A reliable and sensitive indicator of a neuron's capacity for oxidative metabolism is cytochrome oxidase (C.O.). The level of this enzyme is extremely regulated by neuronal activity. Activity of C.O. has shown to be greatly decreased in AD patients. The activity of C.O. has been studied in different brain regions of AD cases. The exact location that C.O. was defective in activity is unknown. Studies in the primary visual cortex show that there is not a significant reduction in its regional metabolism rate when a PET scan is performed, even though many AD patients have reported visual difficulties. M. Wong-Riley et al. (1997) performed a study to evaluate the presence of senile plaques and the levels of C.O. in various parts of the brain in AD patients and non-AD patients. The results show that there were more neuritic plaques within the parietal cortex of the AD group. The neuritic plaques met the Khachaturian criterion level for AD in the primary and secondary visual cortical areas as well as many other cortical areas. It is clear that all of the cortical regions had shown a significant decrease in C.O. activity. The greatest reduction of C.O. activity was displayed in the majority of the cortex layers. In AD, the histochemically and immunohistochemically analyzed levels of C.O. were systematically lower in the supra-, infra-, and granular layers of the cortical areas. Cytochrome oxidase levels are significantly reduced in the visual system of AD. Both the dorsal lateral geniculate nucleus (LGN) and the visual cortex exhibited significant reductions in C.O. levels and protein amount as compared to the control group. The primary visual cortex of the AD patients had plaque density comparable to the affected prefrontal and insular cortices.

Beta-Amyloid

Beta-amyloid is derived from the amyloid precursor protein (APP). K. U. Loffler, D. P. Edward, and M. O. M. Tso (1995) conducted a study to compare degeneration in the retina with the degeneration of an AD brain slice. They found that there is no relation between the tau protein in the retina and retinal aging. Beta-amyloid and APP can be related with retinal aging and retinal degeneration (K. U. Loffler, D. P. Edward, & M. O. Tso 1995).

Conclusion

he difficulty in finding a cure for Alzheimer's Disease is that most, if not all, of the abnormalities are interrelated. A defect in one area would lead to another area. Some studies have concluded that if a person continuously learns and exercises the brain, there is a less likely chance the person will experience Alzheimer's disease symptoms (W. J. Streit & C. A. Kincade-Colton 1995).

 

References

Loffler, K. U. , Edward, D. P. , & Tso, M. O. M. (1995) . Immunoreactivity against tau, amyloid precursor protein, and beta-amyloid in the human retina. Investigative Ophthalmology & Visual Science, 36, 24-31.

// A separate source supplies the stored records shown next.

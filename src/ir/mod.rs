// This module defines the register-based IR that the legalization passes
// operate on. A module holds functions plus module-level header instructions;
// a function holds named basic blocks and an index-addressed instruction
// arena. Instructions live in the arena behind stable InstrId handles and
// carry a live flag: passes mark instructions dead while iterating and a
// separate sweep removes them from block lists afterwards, so no iterator is
// ever invalidated by erasure. Every instruction has at most one defined
// value; a per-function definition map provides O(1) lookup from a value id
// to its defining instruction, while use queries scan live instructions.
// Value ids are issued by the registry from a single module-wide counter, so
// numbering is deterministic for a given build order. The block walk used by
// the rewriter (reverse post-order over successors) also lives here, in the
// same explicit-stack form the analyzer uses.

//! Register-based IR: module, functions, blocks and the instruction arena.

use crate::spv::Opcode;
use hashbrown::HashMap;
use std::collections::HashSet;

pub mod builders;
pub mod types;

pub use types::SemanticType;

/// Opaque handle naming the result of a defining instruction.
#[derive(Debug, Clone, Copy, PartialEq, Eq, Hash, PartialOrd, Ord)]
pub struct ValueId(pub u32);

/// Stable handle of an instruction in a function's arena.
#[derive(Debug, Clone, Copy, PartialEq, Eq, Hash)]
pub struct InstrId(pub u32);

/// Handle of a basic block within a function.
#[derive(Debug, Clone, Copy, PartialEq, Eq, Hash)]
pub struct BlockId(pub u32);

/// One operand of an instruction.
#[derive(Debug, Clone, PartialEq)]
pub enum Operand {
    /// Use of a defined value.
    Reg(ValueId),
    /// Integer literal, including packed string-literal words.
    Imm(i64),
    /// Floating-point literal; lowered to its bit pattern for the binary
    /// encoding.
    FpImm(f64),
    /// Reference to a basic block, resolved to a durable id at lowering.
    Block(BlockId),
    /// Reference to a function or global by name, resolved at lowering.
    Global(String),
}

/// An instruction in the arena.
#[derive(Debug, Clone)]
pub struct Instr {
    pub opcode: Opcode,
    pub def: Option<ValueId>,
    pub ops: Vec<Operand>,
    /// Declared type metadata, carried by constant/global materializations
    /// and by type-request markers. Erased along with the markers.
    pub ty: Option<SemanticType>,
    live: bool,
}

impl Instr {
    pub fn new(opcode: Opcode) -> Self {
        Self {
            opcode,
            def: None,
            ops: Vec::new(),
            ty: None,
            live: true,
        }
    }

    pub fn with_def(mut self, def: ValueId) -> Self {
        self.def = Some(def);
        self
    }

    pub fn with_ops(mut self, ops: Vec<Operand>) -> Self {
        self.ops = ops;
        self
    }

    pub fn with_type(mut self, ty: SemanticType) -> Self {
        self.ty = Some(ty);
        self
    }

    pub fn is_live(&self) -> bool {
        self.live
    }

    /// First register operand, if any. The single source of copy-like forms.
    pub fn src_reg(&self) -> Option<ValueId> {
        self.ops.iter().find_map(|op| match op {
            Operand::Reg(r) => Some(*r),
            _ => None,
        })
    }
}

/// A basic block: ordered instruction handles plus successor edges.
#[derive(Debug, Clone)]
pub struct Block {
    pub name: String,
    pub instrs: Vec<InstrId>,
    pub succs: Vec<BlockId>,
}

/// A function: blocks over a shared instruction arena.
#[derive(Debug)]
pub struct Function {
    pub name: String,
    pub blocks: Vec<Block>,
    instrs: Vec<Instr>,
    defs: HashMap<ValueId, InstrId>,
}

impl Function {
    pub fn new(name: &str) -> Self {
        Self {
            name: name.to_string(),
            blocks: Vec::new(),
            instrs: Vec::new(),
            defs: HashMap::new(),
        }
    }

    pub fn add_block(&mut self, name: &str) -> BlockId {
        let id = BlockId(self.blocks.len() as u32);
        self.blocks.push(Block {
            name: name.to_string(),
            instrs: Vec::new(),
            succs: Vec::new(),
        });
        id
    }

    pub fn add_edge(&mut self, from: BlockId, to: BlockId) {
        let succs = &mut self.blocks[from.0 as usize].succs;
        if !succs.contains(&to) {
            succs.push(to);
        }
    }

    pub fn entry_block(&self) -> BlockId {
        BlockId(0)
    }

    pub fn block(&self, id: BlockId) -> &Block {
        &self.blocks[id.0 as usize]
    }

    pub fn instr(&self, id: InstrId) -> &Instr {
        &self.instrs[id.0 as usize]
    }

    pub fn instr_mut(&mut self, id: InstrId) -> &mut Instr {
        &mut self.instrs[id.0 as usize]
    }

    fn alloc(&mut self, instr: Instr) -> InstrId {
        let id = InstrId(self.instrs.len() as u32);
        if let Some(def) = instr.def {
            debug_assert!(!self.defs.contains_key(&def), "value %{} redefined", def.0);
            self.defs.insert(def, id);
        }
        self.instrs.push(instr);
        id
    }

    /// Append an instruction to the end of a block.
    pub fn append(&mut self, block: BlockId, instr: Instr) -> InstrId {
        let id = self.alloc(instr);
        self.blocks[block.0 as usize].instrs.push(id);
        id
    }

    /// Insert an instruction immediately after `after` in `block`. The
    /// anchor must live in that block.
    pub fn insert_after(&mut self, block: BlockId, after: InstrId, instr: Instr) -> InstrId {
        let id = self.alloc(instr);
        let list = &mut self.blocks[block.0 as usize].instrs;
        let pos = list
            .iter()
            .position(|&i| i == after)
            .expect("insertion anchor lives in another block");
        list.insert(pos + 1, id);
        id
    }

    /// Insert an instruction immediately before `before` in `block`. The
    /// anchor must live in that block.
    pub fn insert_before(&mut self, block: BlockId, before: InstrId, instr: Instr) -> InstrId {
        let id = self.alloc(instr);
        let list = &mut self.blocks[block.0 as usize].instrs;
        let pos = list
            .iter()
            .position(|&i| i == before)
            .expect("insertion anchor lives in another block");
        list.insert(pos, id);
        id
    }

    /// Block holding an instruction, if it is still listed in one.
    pub fn block_of(&self, instr_id: InstrId) -> Option<BlockId> {
        self.blocks
            .iter()
            .position(|b| b.instrs.contains(&instr_id))
            .map(|i| BlockId(i as u32))
    }

    /// Defining instruction of a value, if it is defined in this function.
    pub fn def_instr(&self, reg: ValueId) -> Option<InstrId> {
        self.defs.get(&reg).copied().filter(|&i| self.instrs[i.0 as usize].live)
    }

    /// Move the definition of `instr_id` to a different value id.
    pub fn set_def(&mut self, instr_id: InstrId, new_def: ValueId) {
        if let Some(old) = self.instrs[instr_id.0 as usize].def {
            self.defs.remove(&old);
        }
        self.instrs[instr_id.0 as usize].def = Some(new_def);
        self.defs.insert(new_def, instr_id);
    }

    /// Mark an instruction dead. Block lists are cleaned by [`Self::sweep`].
    pub fn erase(&mut self, instr_id: InstrId) {
        let instr = &mut self.instrs[instr_id.0 as usize];
        instr.live = false;
        if let Some(def) = instr.def {
            self.defs.remove(&def);
        }
    }

    /// Remove dead instruction handles from every block list.
    pub fn sweep(&mut self) {
        let instrs = &self.instrs;
        for block in &mut self.blocks {
            block.instrs.retain(|&i| instrs[i.0 as usize].live);
        }
    }

    /// Number of live uses of a value across the function.
    pub fn use_count(&self, reg: ValueId) -> usize {
        self.instrs
            .iter()
            .filter(|i| i.live)
            .flat_map(|i| i.ops.iter())
            .filter(|op| matches!(op, Operand::Reg(r) if *r == reg))
            .count()
    }

    /// Handles of live instructions that use `reg`.
    pub fn users(&self, reg: ValueId) -> Vec<InstrId> {
        self.instrs
            .iter()
            .enumerate()
            .filter(|(_, i)| {
                i.live && i.ops.iter().any(|op| matches!(op, Operand::Reg(r) if *r == reg))
            })
            .map(|(idx, _)| InstrId(idx as u32))
            .collect()
    }

    /// Rewrite every use of `old` to `new`.
    pub fn replace_uses(&mut self, old: ValueId, new: ValueId) {
        for instr in self.instrs.iter_mut().filter(|i| i.live) {
            for op in &mut instr.ops {
                if matches!(op, Operand::Reg(r) if *r == old) {
                    *op = Operand::Reg(new);
                }
            }
        }
    }

    /// Live instruction handles of a block, in order.
    pub fn block_instrs(&self, block: BlockId) -> Vec<InstrId> {
        self.blocks[block.0 as usize]
            .instrs
            .iter()
            .copied()
            .filter(|&i| self.instrs[i.0 as usize].live)
            .collect()
    }

    /// Blocks in reverse post-order over the successor graph.
    pub fn reverse_post_order(&self) -> Vec<BlockId> {
        if self.blocks.is_empty() {
            return Vec::new();
        }
        let mut post = Vec::new();
        let mut stack = vec![(self.entry_block(), false)];
        let mut visited = HashSet::new();
        while let Some((block, processed)) = stack.pop() {
            if processed {
                post.push(block);
                continue;
            }
            if !visited.insert(block) {
                continue;
            }
            stack.push((block, true));
            for &succ in &self.blocks[block.0 as usize].succs {
                stack.push((succ, false));
            }
        }
        post.reverse();
        post
    }

    /// Stable textual dump used by tests to pin pass output.
    pub fn dump(&self) -> String {
        let mut out = String::new();
        out.push_str(&format!("func @{} {{\n", self.name));
        for block_id in (0..self.blocks.len()).map(|i| BlockId(i as u32)) {
            let block = self.block(block_id);
            out.push_str(&format!("{}:\n", block.name));
            for instr_id in self.block_instrs(block_id) {
                let instr = self.instr(instr_id);
                out.push_str("  ");
                if let Some(def) = instr.def {
                    out.push_str(&format!("%{} = ", def.0));
                }
                out.push_str(&format!("{:?}", instr.opcode));
                for op in &instr.ops {
                    match op {
                        Operand::Reg(r) => out.push_str(&format!(" %{}", r.0)),
                        Operand::Imm(v) => out.push_str(&format!(" ${v}")),
                        Operand::FpImm(v) => out.push_str(&format!(" ${v}")),
                        Operand::Block(b) => {
                            out.push_str(&format!(" ^{}", self.block(*b).name))
                        }
                        Operand::Global(name) => out.push_str(&format!(" @{name}")),
                    }
                }
                out.push('\n');
            }
        }
        out.push_str("}\n");
        out
    }
}

/// A compilation unit: header instructions plus functions.
#[derive(Debug, Default)]
pub struct Module {
    /// Module-level instructions (entry points, execution modes, names,
    /// decorations, extended-set imports).
    pub header: Vec<Instr>,
    pub functions: Vec<Function>,
}

impl Module {
    pub fn new() -> Self {
        Self::default()
    }

    pub fn add_function(&mut self, func: Function) -> usize {
        self.functions.push(func);
        self.functions.len() - 1
    }
}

Hof, P. R. , Vogt, B. A. , Bouras, C. , & Morisson, J. H. (1997). Atypical form of Alzheimer's disease with prominent posterior cortical atrophy: a review of lesion distribution and circuit disconnection in cortical visual pathways. Vision Research, 37, 3609-3622.

Kuljis, R. , & Tikoo, R. (1997). Discontinuous distribution of senile plaques within striate cortex hyper columns in Alzheimer's disease. Vision Research, 37 (24) , 3573-3589.

Nobili, L. , & Sannita, W. (1997). Cholinergic modulation, visual function and Alzheimer's dementia. Vision Research, 37, (24) , 3559-3567.

Wong-Riley, M. , Antuoni, P. , Ho, K. , Egan, R. , Hevner, R. , Liebl, W. , Huang, Z. , Rachel, R. , Jones, J. (1997). Cytochrome oxidase in Alzheimer's disease: biochemical, historical, and immunohistochemical analyses of the visual and other systems. Vision Research, 37, 3593-3607.